Krishnamurthy Number in C, C++, Java & Python – Code with Explanation & Examples in Short and Simple

   

C Program

#include <stdio.h>

int fact(int n) {
    if(n==0 || n==1) return 1;
    return n * fact(n-1);
}

int main() {
    int num, temp, sum=0;
    scanf("%d", &num);
    temp = num;
    while(temp > 0) {
        sum += fact(temp % 10);
        temp /= 10;
    }
    if(sum == num) printf("Krishnamurthy Number");
    else printf("Not a Krishnamurthy Number");
    return 0;
}

C Output

Input:
145
Output:
Krishnamurthy Number

C++ Program

#include <iostream>
using namespace std;

int fact(int n) {
    if(n==0 || n==1) return 1;
    return n * fact(n-1);
}

int main() {
    int num, temp, sum=0;
    cin >> num;
    temp = num;
    while(temp > 0) {
        sum += fact(temp % 10);
        temp /= 10;
    }
    if(sum == num) cout << "Krishnamurthy Number";
    else cout << "Not a Krishnamurthy Number";
}

C++ Output

Input:
125
Output:
Not a Krishnamurthy Number

JAVA Program

import java.util.Scanner;

public class Main {
    static int fact(int n) {
        if(n==0 || n==1) return 1;
        return n * fact(n-1);
    }
    public static void main(String[] args) {
        Scanner sc = new Scanner(System.in);
        int num = sc.nextInt(), temp=num, sum=0;
        while(temp > 0) {
            sum += fact(temp % 10);
            temp /= 10;
        }
        if(sum == num) System.out.println("Krishnamurthy Number");
        else System.out.println("Not a Krishnamurthy Number");
    }
}

JAVA Output

Input:
40585
Output:
Krishnamurthy Number

Python Program

def fact(n):
    return 1 if n==0 or n==1 else n*fact(n-1)

num = int(input())
temp, s = num, 0
while temp > 0:
    s += fact(temp % 10)
    temp //= 10

print("Krishnamurthy Number" if s==num else "Not a Krishnamurthy Number")

Python Output

Input:
78
Output:
Not a Krishnamurthy Number

In-Depth Learning – Entire Concept in Paragraphs

Example

A Krishnamurthy Number is a number which is the same as the sum of the factorials of all its digits. For instance, 145 is one because:

1! + 4! + 5! = 1 + 24 + 120 = 145. 40585 is also such a number. But most numbers aren't Krishnamurthy numbers because factorials increase very quickly, so it is an unusual characteristic.

Real-Life Analogy

Imagine every digit of a number as a "worker" who is working on a project. The factorial of a digit represents the overall effort of that worker, taking into account all arrangements of tasks. For the project (the number) to be accomplished, the overall effort of all the workers (factorials) should exactly match the project target (the number itself). If it is so, the project is perfectly in balance — similar to a Krishnamurthy Number.

Why It Matters

The topic introduces factorials and their usage. Factorials play a significant role in mathematics, particularly in permutations, combinations, and probability. By relating factorials to digits, the Krishnamurthy Number problem forces students to exercise recursion or loops, modulus operations, and digit extraction — three of the most essential programming building blocks.

Learning Insights

This problem educates recursion via factorial, digit manipulation with % and /, and sum-based conditions. It also demonstrates how mathematical principles such as factorials can be merged with programming to verify unusual numerical attributes. These kinds of problems enhance algorithmic thinking and make you realize how to break down a number into smaller pieces.

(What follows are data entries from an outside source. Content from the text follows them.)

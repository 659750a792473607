//! Tokens and the grammar driven lexer.
use std::fmt;

use crate::grammar::Grammar;
use crate::ExpressionFormatError;

/// Whether an operator takes one or two operands.
#[derive(Copy, Clone, Debug, PartialEq, Eq)]
pub enum Arity {
    /// Prefix operator applied to the expression on its right.
    Unary,
    /// Infix operator between two expressions.
    Binary,
}

/// An operator recognized by a grammar.
///
/// Among the operators found at the lowest bracket depth of an expression, the one with the
/// highest precedence value becomes the root of the parsed tree, i.e. a higher value means the
/// operator binds looser.
#[derive(Copy, Clone, Debug, PartialEq, Eq)]
pub struct Operator {
    symbol: &'static str,
    arity: Arity,
    precedence: u32,
}

impl Operator {
    /// Creates a unary operator.
    pub const fn unary(symbol: &'static str, precedence: u32) -> Operator {
        Operator {
            symbol,
            arity: Arity::Unary,
            precedence,
        }
    }

    /// Creates a binary operator.
    pub const fn binary(symbol: &'static str, precedence: u32) -> Operator {
        Operator {
            symbol,
            arity: Arity::Binary,
            precedence,
        }
    }

    /// The text of this operator as it appears in an expression.
    pub fn symbol(&self) -> &'static str {
        self.symbol
    }

    pub fn arity(&self) -> Arity {
        self.arity
    }

    pub fn precedence(&self) -> u32 {
        self.precedence
    }

    /// Number of characters the operator occupies in the input.
    pub fn width(&self) -> usize {
        self.symbol.chars().count()
    }
}

/// An opening or closing bracket.
#[derive(Copy, Clone, Debug, PartialEq, Eq)]
pub enum Bracket {
    Opening,
    Closing,
}

/// A token produced by [`lex`].
#[derive(Clone, Debug, PartialEq, Eq)]
pub enum Token {
    Bracket(Bracket),
    Operator(Operator),
    Identifier(String),
}

impl fmt::Display for Token {
    fn fmt(&self, f: &mut fmt::Formatter) -> fmt::Result {
        match self {
            Token::Bracket(Bracket::Opening) => write!(f, "opening bracket"),
            Token::Bracket(Bracket::Closing) => write!(f, "closing bracket"),
            Token::Operator(op) => write!(f, "operator '{}'", op.symbol()),
            Token::Identifier(name) => write!(f, "identifier '{}'", name),
        }
    }
}

/// Splits an expression into tokens.
///
/// At each position the grammar is asked, in this order, whether an operator starts there,
/// whether the character is whitespace, an opening bracket, a closing bracket or an identifier
/// character. Consecutive identifier characters form a single identifier token.
pub fn lex<G: Grammar + ?Sized>(
    grammar: &G,
    expression: &str,
) -> Result<Vec<Token>, ExpressionFormatError> {
    let input: Vec<char> = expression.chars().collect();
    let mut tokens = vec![];
    let mut in_identifier = false;

    let mut pos = 0;
    while pos < input.len() {
        if let Some(op) = grammar.operator(&input, pos) {
            in_identifier = false;
            pos += op.width().max(1);
            tokens.push(Token::Operator(op));
        } else if grammar.is_whitespace(&input, pos) {
            in_identifier = false;
            pos += 1;
        } else if grammar.is_opening_bracket(&input, pos) {
            in_identifier = false;
            tokens.push(Token::Bracket(Bracket::Opening));
            pos += 1;
        } else if grammar.is_closing_bracket(&input, pos) {
            in_identifier = false;
            tokens.push(Token::Bracket(Bracket::Closing));
            pos += 1;
        } else if grammar.is_identifier_char(&input, pos) {
            match tokens.last_mut() {
                Some(Token::Identifier(name)) if in_identifier => name.push(input[pos]),
                _ => {
                    tokens.push(Token::Identifier(input[pos].to_string()));
                    in_identifier = true;
                }
            }
            pos += 1;
        } else {
            return Err(ExpressionFormatError::InvalidCharacter {
                position: pos,
                character: input[pos],
            });
        }
    }

    Ok(tokens)
}

#[cfg(test)]
mod tests {
    use super::*;

    use crate::grammar::{CStyleGrammar, AND, NOT, OR};

    fn ident(name: &str) -> Token {
        Token::Identifier(name.to_owned())
    }

    #[test]
    fn lex_c_style() {
        let tokens = lex(&CStyleGrammar, "!(A_1 &&B)|| c").unwrap();
        assert_eq!(
            tokens,
            vec![
                Token::Operator(NOT),
                Token::Bracket(Bracket::Opening),
                ident("A_1"),
                Token::Operator(AND),
                ident("B"),
                Token::Bracket(Bracket::Closing),
                Token::Operator(OR),
                ident("c"),
            ]
        );
    }

    #[test]
    fn whitespace_splits_identifiers() {
        let tokens = lex(&CStyleGrammar, "A B").unwrap();
        assert_eq!(tokens, vec![ident("A"), ident("B")]);
    }

    #[test]
    fn invalid_character() {
        assert_eq!(
            lex(&CStyleGrammar, "A & B"),
            Err(ExpressionFormatError::InvalidCharacter {
                position: 2,
                character: '&'
            })
        );
        assert!(lex(&CStyleGrammar, "A ∧ B").is_err());
    }

    #[test]
    fn empty_input() {
        assert_eq!(lex(&CStyleGrammar, "").unwrap(), vec![]);
    }
}
use std::env;
use std::fs;
use std::io::{self, Read, Write};

use anyhow::{Context, Error};
use clap::{values_t, App, AppSettings, Arg, ArgMatches, SubCommand};
use env_logger::{fmt, Builder, Target};
use log::{error, info};
use log::{Level, LevelFilter, Record};

use kminer::{CnfConverter, Formula, SatConfig, SatConfigUpdate, SatSolver, SolverError};
use kminer_parser::{CStyleGrammar, KbuildGrammar, Parser, TypeChefGrammar};

mod prune;

fn main() {
    let exit_code = match main_with_err() {
        Err(err) => {
            error!("{:#}", err);
            1
        }
        Ok(exit_code) => exit_code,
    };
    std::process::exit(exit_code);
}

fn init_logging() {
    let format = |buf: &mut fmt::Formatter, record: &Record| {
        if record.level() == Level::Info {
            writeln!(buf, "c {}", record.args())
        } else {
            writeln!(buf, "c {}: {}", record.level(), record.args())
        }
    };

    let mut builder = Builder::new();
    builder
        .target(Target::Stdout)
        .format(format)
        .filter(None, LevelFilter::Info);

    if let Ok(ref env_var) = env::var("KMINER_LOG") {
        builder.parse_filters(env_var);
    }

    builder.init();
}

fn banner() {
    info!("This is kminer {}", env!("CARGO_PKG_VERSION"));
}

fn dialect_arg(default: &'static str) -> Arg<'static, 'static> {
    Arg::from_usage("[dialect] --dialect=[DIALECT] 'Syntax of the presence conditions'")
        .possible_values(&["c", "kbuild", "typechef"])
        .default_value(default)
        .case_insensitive(true)
}

/// Options shared by all subcommands that check against a feature model.
fn model_args(command: App<'static, 'static>) -> App<'static, 'static> {
    command
        .arg_from_usage("[model] --model=[FILE] 'DIMACS feature model (unconstrained if omitted)'")
        .arg_from_usage("[config-file] --config=[FILE] 'Read parameters from configuration file'")
        .arg(
            Arg::from_usage("[config-option] -C --config-option")
                .value_name("OPTION>=<VALUE")
                .help("Specify a single config option, use '-C help' for a list of options.")
                .multiple(true)
                .number_of_values(1),
        )
}

fn main_with_err() -> Result<i32, Error> {
    let matches = App::new("kminer")
        .version(env!("CARGO_PKG_VERSION"))
        .about("Checks presence conditions of source files against a Kconfig feature model")
        .setting(AppSettings::DisableHelpSubcommand)
        .setting(AppSettings::VersionlessSubcommands)
        .setting(AppSettings::SubcommandRequiredElseHelp)
        .subcommand(
            SubCommand::with_name("parse")
                .about("Parse a presence condition and print it in C syntax")
                .arg(dialect_arg("c"))
                .arg_from_usage("<EXPR> 'The presence condition'"),
        )
        .subcommand(model_args(
            SubCommand::with_name("cnf")
                .about("Convert a presence condition into conjunctive normal form")
                .arg(dialect_arg("c"))
                .arg_from_usage("--dimacs 'Print numbered DIMACS clauses instead of formulas'")
                .arg_from_usage("<EXPR> 'The presence condition'"),
        ))
        .subcommand(model_args(
            SubCommand::with_name("sat")
                .about("Check a presence condition against the feature model")
                .arg(dialect_arg("c"))
                .arg_from_usage("[EXPR] 'The presence condition (the model alone if omitted)'"),
        ))
        .subcommand(prune::prune_args())
        .get_matches();

    match matches.subcommand() {
        ("parse", Some(matches)) => parse_main(matches),
        ("cnf", Some(matches)) => cnf_main(matches),
        ("sat", Some(matches)) => sat_main(matches),
        ("prune", Some(matches)) => prune::prune_main(matches),
        _ => Ok(1),
    }
}

/// Parses the `EXPR` argument in the selected dialect.
fn parse_expression(text: &str, matches: &ArgMatches) -> Result<Formula, Error> {
    let dialect = matches
        .value_of("dialect")
        .unwrap_or("c")
        .to_ascii_lowercase();

    let formula = match &dialect[..] {
        "kbuild" => Parser::new(KbuildGrammar::new()).parse(text),
        "typechef" => Parser::new(TypeChefGrammar).parse(text),
        _ => Parser::new(CStyleGrammar).parse(text),
    };
    formula.with_context(|| format!("Couldn't parse expression \"{}\"", text))
}

/// Whether `-C help` was given, after printing the option list.
fn print_config_help(matches: &ArgMatches) -> bool {
    let requested = values_t!(matches, "config-option", String)
        .unwrap_or_default()
        .iter()
        .any(|option| option == "help");
    if requested {
        print!("{}", SatConfig::help());
    }
    requested
}

/// Sets up a checker from the configuration and model options.
fn load_solver(matches: &ArgMatches) -> Result<SatSolver, Error> {
    let mut config_update = SatConfigUpdate::new();

    if let Some(config_path) = matches.value_of("config-file") {
        let mut config_contents = String::new();
        fs::File::open(config_path)
            .with_context(|| format!("Couldn't open configuration file '{}'", config_path))?
            .read_to_string(&mut config_contents)?;

        config_update.merge(toml::from_str(&config_contents)?);
    }

    for config_option in values_t!(matches, "config-option", String).unwrap_or_default() {
        config_update.merge(toml::from_str(&config_option)?);
    }

    let solver = match matches.value_of("model") {
        Some(path) => {
            let mut config = SatConfig::default();
            config_update.apply(&mut config);
            SatSolver::open(path, config)?
        }
        None => {
            info!("No feature model given, all variables are unconstrained");
            let mut solver = SatSolver::new();
            solver.config(&config_update);
            solver
        }
    };

    Ok(solver)
}

fn parse_main(matches: &ArgMatches) -> Result<i32, Error> {
    init_logging();

    let formula = parse_expression(matches.value_of("EXPR").unwrap_or_default(), matches)?;
    println!("{}", formula);
    Ok(0)
}

fn cnf_main(matches: &ArgMatches) -> Result<i32, Error> {
    if print_config_help(matches) {
        return Ok(0);
    }

    init_logging();
    banner();

    let formula = parse_expression(matches.value_of("EXPR").unwrap_or_default(), matches)?;
    let solver = load_solver(matches)?;
    let config = solver.sat_config();

    let stdout = io::stdout();
    let mut stdout = stdout.lock();

    if matches.is_present("dimacs") {
        let encoding = solver.encode(&formula, config.unknown_variables)?;
        info!(
            "{} clauses over {} variables",
            encoding.formula.len(),
            encoding.formula.var_count()
        );
        encoding.write(&mut stdout, &config.name_prefix)?;
    } else {
        let clauses = CnfConverter::new(config.strategy)
            .with_max_depth(config.max_depth)
            .convert(&formula)?;
        info!("{} clauses ({} strategy)", clauses.len(), config.strategy.name());
        for clause in clauses {
            writeln!(stdout, "{}", clause)?;
        }
    }

    Ok(0)
}

fn sat_main(matches: &ArgMatches) -> Result<i32, Error> {
    if print_config_help(matches) {
        return Ok(0);
    }

    init_logging();
    banner();

    let solver = load_solver(matches)?;

    let result = match matches.value_of("EXPR") {
        Some(text) => {
            let formula = parse_expression(text, matches)?;
            info!("Checking {}", formula);
            solver.is_satisfiable(&formula, solver.sat_config().unknown_variables)
        }
        None => solver.is_model_satisfiable(),
    };

    match result {
        Ok(true) => {
            println!("s SATISFIABLE");
            Ok(10)
        }
        Ok(false) => {
            println!("s UNSATISFIABLE");
            Ok(20)
        }
        Err(err @ SolverError::Timeout { .. }) => {
            error!("{}", err);
            println!("s UNKNOWN");
            Ok(0)
        }
        Err(err) => Err(err.into()),
    }
}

Interview and Real-World Relevance

Even though Krishnamurthy numbers themselves are not common, the question tends to be used in coding interviews to verify recursion, loops, and mathematical knowledge. It also serves to condition number theory logic, which comes in handy with areas such as cryptography and computer security, where distinct characteristics of numbers are significant. From a project point of view, these principles also apply to data validation, algorithm formulation, and creating unique identifiers.

Final SEO-Friendly Insight

Realizing the Krishnamurthy Number is a great practice for programming beginners. It involves recursion, digit extraction, and mathematical reasoning all within one problem. Learning to determine if a number is a Krishnamurthy number helps students master working with numbers, calling recursive functions efficiently, and reinforcing problem-solving strategies that are most often asked in programming interviews and competitive programming contests. This subject is trending among students in their quest to solve number-based questions in C, C++, Java, and Python and hence practical and relevant to scholarly and professional development.